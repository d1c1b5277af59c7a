//! Error types for the Keel framework layer.
//!
//! Registration errors ([`RouteError`]) surface while the application boots
//! and never reach request handling. Dispatch errors ([`DispatchError`]) are
//! produced per request and always end in a `500` response.

use keel_core::BoxError;
use thiserror::Error;

// =============================================================================
// Registration Errors
// =============================================================================

/// Errors raised while compiling patterns or registering routes.
#[derive(Debug, Clone, Error)]
pub enum RouteError {
    /// The pattern has an empty or non-identifier placeholder, or unbalanced
    /// braces.
    #[error("invalid route pattern '{pattern}': {reason}")]
    InvalidPattern { pattern: String, reason: String },

    /// The same placeholder name appears twice in one pattern.
    #[error("duplicate parameter '{name}' in route pattern '{pattern}'")]
    DuplicateParameter { pattern: String, name: String },

    /// The generated expression was rejected by the regex engine.
    #[error("failed to compile route pattern '{pattern}': {message}")]
    Regex { pattern: String, message: String },

    /// A symbolic handler is not of the form `Name@action`.
    #[error("invalid handler '{0}': expected 'Controller@action'")]
    InvalidHandler(String),
}

impl RouteError {
    pub(crate) fn invalid_pattern(pattern: &str, reason: impl Into<String>) -> Self {
        Self::InvalidPattern {
            pattern: pattern.to_string(),
            reason: reason.into(),
        }
    }
}

/// Result type for registration operations.
pub type RouteResult<T> = Result<T, RouteError>;

// =============================================================================
// Container Errors
// =============================================================================

/// Errors raised when resolving a service from the
/// [`Container`](crate::Container).
#[derive(Debug, Clone, Error)]
pub enum ContainerError {
    /// Nothing was bound under the id.
    #[error("no binding registered for '{0}'")]
    NotBound(String),

    /// The binding exists but holds a different type.
    #[error("binding '{id}' is not of type {expected}")]
    TypeMismatch { id: String, expected: &'static str },

    /// The factory for the binding failed.
    #[error("factory for '{id}' failed: {message}")]
    Factory { id: String, message: String },
}

/// Result type for container operations.
pub type ContainerResult<T> = Result<T, ContainerError>;

// =============================================================================
// Dispatch Errors
// =============================================================================

/// A symbolic handler could not be turned into a callable.
#[derive(Debug, Clone, Error)]
pub enum HandlerResolutionError {
    #[error("controller '{location}' is not registered")]
    ControllerNotFound {
        module: String,
        controller: String,
        location: String,
    },

    #[error("action '{action}' does not exist on controller '{location}'")]
    ActionNotFound {
        module: String,
        controller: String,
        action: String,
        location: String,
    },
}

/// A resolved handler failed while running.
#[derive(Debug, Error)]
pub enum HandlerExecutionError {
    /// The handler returned `Err`.
    #[error("handler '{handler}' failed")]
    Failed {
        handler: String,
        #[source]
        source: BoxError,
        /// Stack at the point the error reached the dispatcher, when captured.
        trace: Option<String>,
    },

    /// The handler panicked.
    #[error("handler '{handler}' panicked at {}: {message}", .location.as_deref().unwrap_or("<unknown>"))]
    Panicked {
        handler: String,
        message: String,
        /// `file:line:column` of the panic.
        location: Option<String>,
        trace: Option<String>,
    },
}

impl HandlerExecutionError {
    /// Source location of a panic.
    pub fn location(&self) -> Option<&str> {
        match self {
            Self::Panicked { location, .. } => location.as_deref(),
            Self::Failed { .. } => None,
        }
    }

    /// Captured stack trace, if any.
    pub fn trace(&self) -> Option<&str> {
        match self {
            Self::Failed { trace, .. } | Self::Panicked { trace, .. } => trace.as_deref(),
        }
    }
}

/// Any failure that turns a request into a `500` response.
#[derive(Debug, Error)]
pub enum DispatchError {
    /// A route or the global stack referenced a middleware name nobody
    /// registered.
    #[error("middleware '{0}' is not registered")]
    MiddlewareNotFound(String),

    #[error(transparent)]
    Resolution(#[from] HandlerResolutionError),

    #[error(transparent)]
    Execution(#[from] HandlerExecutionError),
}

impl DispatchError {
    /// Renders the error and its full `source()` chain, one cause per line.
    pub fn chain(&self) -> String {
        let mut out = self.to_string();
        let mut source = std::error::Error::source(self);
        while let Some(cause) = source {
            out.push_str("\n  caused by: ");
            out.push_str(&cause.to_string());
            source = cause.source();
        }
        out
    }
}

#[cfg(test)]
mod tests {
    use super::*;

    #[test]
    fn test_chain_includes_sources() {
        let inner: BoxError = "database unavailable".into();
        let err = DispatchError::from(HandlerExecutionError::Failed {
            handler: "Article@show".into(),
            source: inner,
            trace: None,
        });
        let chain = err.chain();
        assert_eq!(
            chain,
            "handler 'Article@show' failed\n  caused by: database unavailable"
        );
        assert_eq!(chain.matches("database unavailable").count(), 1);
    }

    #[test]
    fn test_panic_display_includes_location() {
        let err = HandlerExecutionError::Panicked {
            handler: "Article@explode".into(),
            message: "kaboom".into(),
            location: Some("src/blog.rs:12:5".into()),
            trace: None,
        };
        assert_eq!(
            err.to_string(),
            "handler 'Article@explode' panicked at src/blog.rs:12:5: kaboom"
        );
        assert_eq!(err.location(), Some("src/blog.rs:12:5"));
    }
}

******

## [Task description]
Give back the complete data exactly as supplied.

## [Exercise solution]
repository d1c1b5277af59c7a
//! Error types for the Keel framework layer.
//!
//! Registration errors ([`RouteError`]) surface while the application boots
//! and never reach request handling. Dispatch errors ([`DispatchError`]) are
//! produced per request and always end in a `500` response.

use keel_core::BoxError;
use thiserror::Error;

// =============================================================================
// Registration Errors
// =============================================================================

/// Errors raised while compiling patterns or registering routes.
#[derive(Debug, Clone, Error)]
pub enum RouteError {
    /// The pattern has an empty or non-identifier placeholder, or unbalanced
    /// braces.
    #[error("invalid route pattern '{pattern}': {reason}")]
    InvalidPattern { pattern: String, reason: String },

    /// The same placeholder name appears twice in one pattern.
    #[error("duplicate parameter '{name}' in route pattern '{pattern}'")]
    DuplicateParameter { pattern: String, name: String },

    /// The generated expression was rejected by the regex engine.
    #[error("failed to compile route pattern '{pattern}': {message}")]
    Regex { pattern: String, message: String },

    /// A symbolic handler is not of the form `Name@action`.
    #[error("invalid handler '{0}': expected 'Controller@action'")]
    InvalidHandler(String),
}

impl RouteError {
    pub(crate) fn invalid_pattern(pattern: &str, reason: impl Into<String>) -> Self {
        Self::InvalidPattern {
            pattern: pattern.to_string(),
            reason: reason.into(),
        }
    }
}

/// Result type for registration operations.
pub type RouteResult<T> = Result<T, RouteError>;

// =============================================================================
// Container Errors
// =============================================================================

/// Errors raised when resolving a service from the
/// [`Container`](crate::Container).
#[derive(Debug, Clone, Error)]
pub enum ContainerError {
    /// Nothing was bound under the id.
    #[error("no binding registered for '{0}'")]
    NotBound(String),

    /// The binding exists but holds a different type.
    #[error("binding '{id}' is not of type {expected}")]
    TypeMismatch { id: String, expected: &'static str },

    /// The factory for the binding failed.
    #[error("factory for '{id}' failed: {message}")]
    Factory { id: String, message: String },
}

/// Result type for container operations.
pub type ContainerResult<T> = Result<T, ContainerError>;

// =============================================================================
// Dispatch Errors
// =============================================================================

/// A symbolic handler could not be turned into a callable.
#[derive(Debug, Clone, Error)]
pub enum HandlerResolutionError {
    #[error("controller '{location}' is not registered")]
    ControllerNotFound {
        module: String,
        controller: String,
        location: String,
    },

    #[error("action '{action}' does not exist on controller '{location}'")]
    ActionNotFound {
        module: String,
        controller: String,
        action: String,
        location: String,
    },
}

/// A resolved handler failed while running.
#[derive(Debug, Error)]
pub enum HandlerExecutionError {
    /// The handler returned `Err`.
    #[error("handler '{handler}' failed")]
    Failed {
        handler: String,
        #[source]
        source: BoxError,
        /// Stack at the point the error reached the dispatcher, when captured.
        trace: Option<String>,
    },

    /// The handler panicked.
    #[error("handler '{handler}' panicked at {}: {message}", .location.as_deref().unwrap_or("<unknown>"))]
    Panicked {
        handler: String,
        message: String,
        /// `file:line:column` of the panic.
        location: Option<String>,
        trace: Option<String>,
    },
}

impl HandlerExecutionError {
    /// Source location of a panic.
    pub fn location(&self) -> Option<&str> {
        match self {
            Self::Panicked { location, .. } => location.as_deref(),
            Self::Failed { .. } => None,
        }
    }

    /// Captured stack trace, if any.
    pub fn trace(&self) -> Option<&str> {
        match self {
            Self::Failed { trace, .. } | Self::Panicked { trace, .. } => trace.as_deref(),
        }
    }
}

/// Any failure that turns a request into a `500` response.
#[derive(Debug, Error)]
pub enum DispatchError {
    /// A route or the global stack referenced a middleware name nobody
    /// registered.
    #[error("middleware '{0}' is not registered")]
    MiddlewareNotFound(String),

    #[error(transparent)]
    Resolution(#[from] HandlerResolutionError),

    #[error(transparent)]
    Execution(#[from] HandlerExecutionError),
}

impl DispatchError {
    /// Renders the error and its full `source()` chain, one cause per line.
    pub fn chain(&self) -> String {
        let mut out = self.to_string();
        let mut source = std::error::Error::source(self);
        while let Some(cause) = source {
            out.push_str("\n  caused by: ");
            out.push_str(&cause.to_string());
            source = cause.source();
        }
        out
    }
}

#[cfg(test)]
mod tests {
    use super::*;

    #[test]
    fn test_chain_includes_sources() {
        let inner: BoxError = "database unavailable".into();
        let err = DispatchError::from(HandlerExecutionError::Failed {
            handler: "Article@show".into(),
            source: inner,
            trace: None,
        });
        let chain = err.chain();
        assert_eq!(
            chain,
            "handler 'Article@show' failed\n  caused by: database unavailable"
        );
        assert_eq!(chain.matches("database unavailable").count(), 1);
    }

    #[test]
    fn test_panic_display_includes_location() {
        let err = HandlerExecutionError::Panicked {
            handler: "Article@explode".into(),
            message: "kaboom".into(),
            location: Some("src/blog.rs:12:5".into()),
            trace: None,
        };
        assert_eq!(
            err.to_string(),
            "handler 'Article@explode' panicked at src/blog.rs:12:5: kaboom"
        );
        assert_eq!(err.location(), Some("src/blog.rs:12:5"));
    }
}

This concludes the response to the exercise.